メガロメセンブリアの宿泊ホテルへと戻ってからも、その様子は変わらなかった。むしろ震えは酷くなる一方だったのだ。目を瞑ると、腕を振り上げたバルバロイの姿が浮かんできて、ミイナは眠ることすら出来ない。当然医者を呼ぼうとした王達だったが、街医者等は全てが怪我人の手当てで出払っていて、どうしようもない状況に陥っていた。そんな折に……
「リュウさんの傍なら、ミイナの悪夢も軽くなるのではないかしら」
バルバロイが目に焼きついているのなら、間一髪でミイナを救ったリュウが傍に居れば、心の安定に繋がるのではないか。そんなエリーナの一声に可能性を掛けて、王はリュウ達の所へと来たのだった。そして、そのエリーナの予想は的中したらしい。ならば症状が回復するまで、リュウの傍で養生させてやって貰えまいか、というのが王からの頼みであった。
「……と、言うわけなのだ」
「……わかりました。そういう事でしたら治るまでここで、存分に療養してって下さい」
これも自分が原因の間接的な害である。リュウは下心無しの百パーセント善意で、その頼みを引き受ける事にした。
「そうか、助かる。預ける身で文句を言える立場でないのはわかっているが、くれぐれも、怪我や病気には気をつけてくれ」
「はい。大丈夫です」
“炎の吐息”が守るとなれば、世界でも選りすぐりのボディーガードを得たのと同じである。その点については問題ないかとリュウは思った。そして肩の荷が下りたように、再び安堵の溜め息をつく王。……だが何か、王の雰囲気が少しずつだが、また別の物へと変化していっているようにリュウは感じた。
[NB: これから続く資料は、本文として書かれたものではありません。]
//! # Server Error Types

use thiserror::Error;
use tidewater_economy::StoreError;
use tidewater_scheduler::SchedulerError;

/// Startup and shutdown failures of the server process.
#[derive(Error, Debug)]
pub enum ServerError {
    /// The configuration or catalogue could not be loaded.
    #[error("configuration error: {0}")]
    Config(String),

    /// The ledger could not be opened or checkpointed.
    #[error("ledger error: {0}")]
    Ledger(#[from] StoreError),

    /// The scheduler rejected its definitions.
    #[error("scheduler error: {0}")]
    Scheduler(#[from] SchedulerError),
}

/// Result type for server operations.
pub type ServerResult<T> = Result<T, ServerError>;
「まぁ……諸君らの傍にいれば、怪我などについては安心だろう。…………だが、な。……もし……万一、だ」
「は、はい」
王の雰囲気が変わっていく。普段はどうか知らないが、少なくとも一国の王が公の場で醸し出していい雰囲気ではない。それはどこかもやっとした、微妙な雰囲気。徐々にだがリュウの正面に近付いていて、顔を伏せ気味にしているのがより一層不気味さを演出している。
「もしも……一つ屋根の下で暮らすのをいい事に、君及び君達の内の誰かが我が娘に対して、何らかの破廉恥な行為に及んだとしたら――――」
「……」
何か、距離が近い。ゴクリ、とリュウの喉が鳴った。王様の背後に、いつの間にかどす黒いオーラが揺らめいている。
「――――私はそいつを砲弾に詰め込んで、五百キログラムの爆薬と共に射出する! 我がウィンディアの総力を結集し、神に誓って八つ裂きにする! 火炙り百叩き市中引き回しの上打ち首獄門、末代までの晒し首だ! わかったな!!」
「りょ、了解であります! サー!」
「……よろしい」
鬼のような形相とはこの事だ。リュウどころかナギや詠春にまで冷や汗を流させる凄まじい迫力。子を思う親の気持ちだとかそういうのを軽く凌駕している。最早狂気の沙汰である。きっと王は、ミイナならば例え目に入れても痛くないのだろう。
「あの……リュウさん。不束者ですが、よろしく……お願いします」
「……ええ。あの……まぁ……はい。ここを我が家と思って、寛いでってください」
こうして、また一つリュウの胃に微妙な負担がのしかかるのだった。
――――まだ、生み出された流れは、スイマー城には届いていない。